_ACTION ITEM_
Word for word, set down the entries that follow.

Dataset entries
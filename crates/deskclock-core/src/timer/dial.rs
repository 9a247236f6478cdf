//! Drag-to-set duration dial.
//!
//! Horizontal pointer movement maps to seconds (one pixel per second). The
//! dial supports both absolute pointer positions and relative pointer-lock
//! movement; a lost pointer lock can switch modes mid-gesture without losing
//! the accumulated value.

use super::duration::TimerDuration;

/// Seconds added per pixel of horizontal movement.
pub const SECONDS_PER_PIXEL: f64 = 1.0;

#[derive(Debug, Clone)]
pub struct DurationDial {
    value: TimerDuration,
    adjusting: bool,
    drag_start_x: f64,
    drag_start_value: TimerDuration,
    /// Accumulated relative movement while pointer-locked.
    accumulated_px: f64,
}

impl DurationDial {
    pub fn new(value: TimerDuration) -> Self {
        Self {
            value,
            adjusting: false,
            drag_start_x: 0.0,
            drag_start_value: value,
            accumulated_px: 0.0,
        }
    }

    pub fn value(&self) -> TimerDuration {
        self.value
    }

    pub fn is_adjusting(&self) -> bool {
        self.adjusting
    }

    pub fn begin(&mut self, pointer_x: f64) {
        self.adjusting = true;
        self.drag_start_x = pointer_x;
        self.drag_start_value = self.value;
        self.accumulated_px = 0.0;
    }

    /// Absolute mode: the pointer is at `pointer_x`.
    pub fn drag_to(&mut self, pointer_x: f64) -> Option<TimerDuration> {
        if !self.adjusting {
            return None;
        }
        Some(self.apply(pointer_x - self.drag_start_x))
    }

    /// Pointer-lock mode: the pointer moved by `movement_x`.
    pub fn drag_by(&mut self, movement_x: f64) -> Option<TimerDuration> {
        if !self.adjusting {
            return None;
        }
        self.accumulated_px += movement_x;
        Some(self.apply(self.accumulated_px))
    }

    /// End the gesture and return the chosen duration.
    pub fn finish(&mut self) -> Option<TimerDuration> {
        if !self.adjusting {
            return None;
        }
        self.adjusting = false;
        self.accumulated_px = 0.0;
        Some(self.value)
    }

    fn apply(&mut self, delta_px: f64) -> TimerDuration {
        let delta_secs = (delta_px * SECONDS_PER_PIXEL).round() as i64;
        self.value = TimerDuration::from_secs(self.drag_start_value.as_secs() + delta_secs);
        self.value
    }
}

impl Default for DurationDial {
    fn default() -> Self {
        Self::new(TimerDuration::default())
    }
}

#[cfg(test)]
mod tests {
    use super::*;

    #[test]
    fn absolute_drag_maps_pixels_to_seconds() {
        let mut dial = DurationDial::new(TimerDuration::from_minutes(1.0));
        dial.begin(100.0);
        assert_eq!(dial.drag_to(130.0).map(|d| d.as_secs()), Some(90));
        // 62px -> 122s -> nearest 5s step is 120s
        assert_eq!(dial.drag_to(162.0).map(|d| d.as_secs()), Some(120));
        assert_eq!(dial.finish().map(|d| d.as_secs()), Some(120));
        assert!(!dial.is_adjusting());
    }

    #[test]
    fn pointer_lock_accumulates_movement() {
        let mut dial = DurationDial::new(TimerDuration::from_minutes(1.0));
        dial.begin(0.0);
        dial.drag_by(10.0);
        dial.drag_by(10.0);
        assert_eq!(dial.drag_by(-40.0).map(|d| d.as_secs()), Some(40));
    }

    #[test]
    fn dial_clamps_to_range() {
        let mut dial = DurationDial::new(TimerDuration::from_secs(30));
        dial.begin(0.0);
        assert_eq!(dial.drag_to(-500.0), Some(TimerDuration::MIN));
        assert_eq!(dial.drag_to(10_000.0), Some(TimerDuration::MAX));
    }

    #[test]
    fn moves_outside_gesture_are_ignored() {
        let mut dial = DurationDial::default();
        assert!(dial.drag_to(50.0).is_none());
        assert!(dial.drag_by(50.0).is_none());
        assert!(dial.finish().is_none());
        assert_eq!(dial.value(), TimerDuration::default());
    }
}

_RESULT OF THE EXERCISE_
filename crates/deskclock-core/src/timer/dial.rs
repository 9a247236f6478cdf
//! Drag-to-set duration dial.
//!
//! Horizontal pointer movement maps to seconds (one pixel per second). The
//! dial supports both absolute pointer positions and relative pointer-lock
//! movement; a lost pointer lock can switch modes mid-gesture without losing
//! the accumulated value.

use super::duration::TimerDuration;

/// Seconds added per pixel of horizontal movement.
pub const SECONDS_PER_PIXEL: f64 = 1.0;

#[derive(Debug, Clone)]
pub struct DurationDial {
    value: TimerDuration,
    adjusting: bool,
    drag_start_x: f64,
    drag_start_value: TimerDuration,
    /// Accumulated relative movement while pointer-locked.
    accumulated_px: f64,
}

impl DurationDial {
    pub fn new(value: TimerDuration) -> Self {
        Self {
            value,
            adjusting: false,
            drag_start_x: 0.0,
            drag_start_value: value,
            accumulated_px: 0.0,
        }
    }

    pub fn value(&self) -> TimerDuration {
        self.value
    }

    pub fn is_adjusting(&self) -> bool {
        self.adjusting
    }

    pub fn begin(&mut self, pointer_x: f64) {
        self.adjusting = true;
        self.drag_start_x = pointer_x;
        self.drag_start_value = self.value;
        self.accumulated_px = 0.0;
    }

    /// Absolute mode: the pointer is at `pointer_x`.
    pub fn drag_to(&mut self, pointer_x: f64) -> Option<TimerDuration> {
        if !self.adjusting {
            return None;
        }
        Some(self.apply(pointer_x - self.drag_start_x))
    }

    /// Pointer-lock mode: the pointer moved by `movement_x`.
    pub fn drag_by(&mut self, movement_x: f64) -> Option<TimerDuration> {
        if !self.adjusting {
            return None;
        }
        self.accumulated_px += movement_x;
        Some(self.apply(self.accumulated_px))
    }

    /// End the gesture and return the chosen duration.
    pub fn finish(&mut self) -> Option<TimerDuration> {
        if !self.adjusting {
            return None;
        }
        self.adjusting = false;
        self.accumulated_px = 0.0;
        Some(self.value)
    }

    fn apply(&mut self, delta_px: f64) -> TimerDuration {
        let delta_secs = (delta_px * SECONDS_PER_PIXEL).round() as i64;
        self.value = TimerDuration::from_secs(self.drag_start_value.as_secs() + delta_secs);
        self.value
    }
}

impl Default for DurationDial {
    fn default() -> Self {
        Self::new(TimerDuration::default())
    }
}

#[cfg(test)]
mod tests {
    use super::*;

    #[test]
    fn absolute_drag_maps_pixels_to_seconds() {
        let mut dial = DurationDial::new(TimerDuration::from_minutes(1.0));
        dial.begin(100.0);
        assert_eq!(dial.drag_to(130.0).map(|d| d.as_secs()), Some(90));
        // 62px -> 122s -> nearest 5s step is 120s
        assert_eq!(dial.drag_to(162.0).map(|d| d.as_secs()), Some(120));
        assert_eq!(dial.finish().map(|d| d.as_secs()), Some(120));
        assert!(!dial.is_adjusting());
    }

    #[test]
    fn pointer_lock_accumulates_movement() {
        let mut dial = DurationDial::new(TimerDuration::from_minutes(1.0));
        dial.begin(0.0);
        dial.drag_by(10.0);
        dial.drag_by(10.0);
        assert_eq!(dial.drag_by(-40.0).map(|d| d.as_secs()), Some(40));
    }

    #[test]
    fn dial_clamps_to_range() {
        let mut dial = DurationDial::new(TimerDuration::from_secs(30));
        dial.begin(0.0);
        assert_eq!(dial.drag_to(-500.0), Some(TimerDuration::MIN));
        assert_eq!(dial.drag_to(10_000.0), Some(TimerDuration::MAX));
    }

    #[test]
    fn moves_outside_gesture_are_ignored() {
        let mut dial = DurationDial::default();
        assert!(dial.drag_to(50.0).is_none());
        assert!(dial.drag_by(50.0).is_none());
        assert!(dial.finish().is_none());
        assert_eq!(dial.value(), TimerDuration::default());
    }
}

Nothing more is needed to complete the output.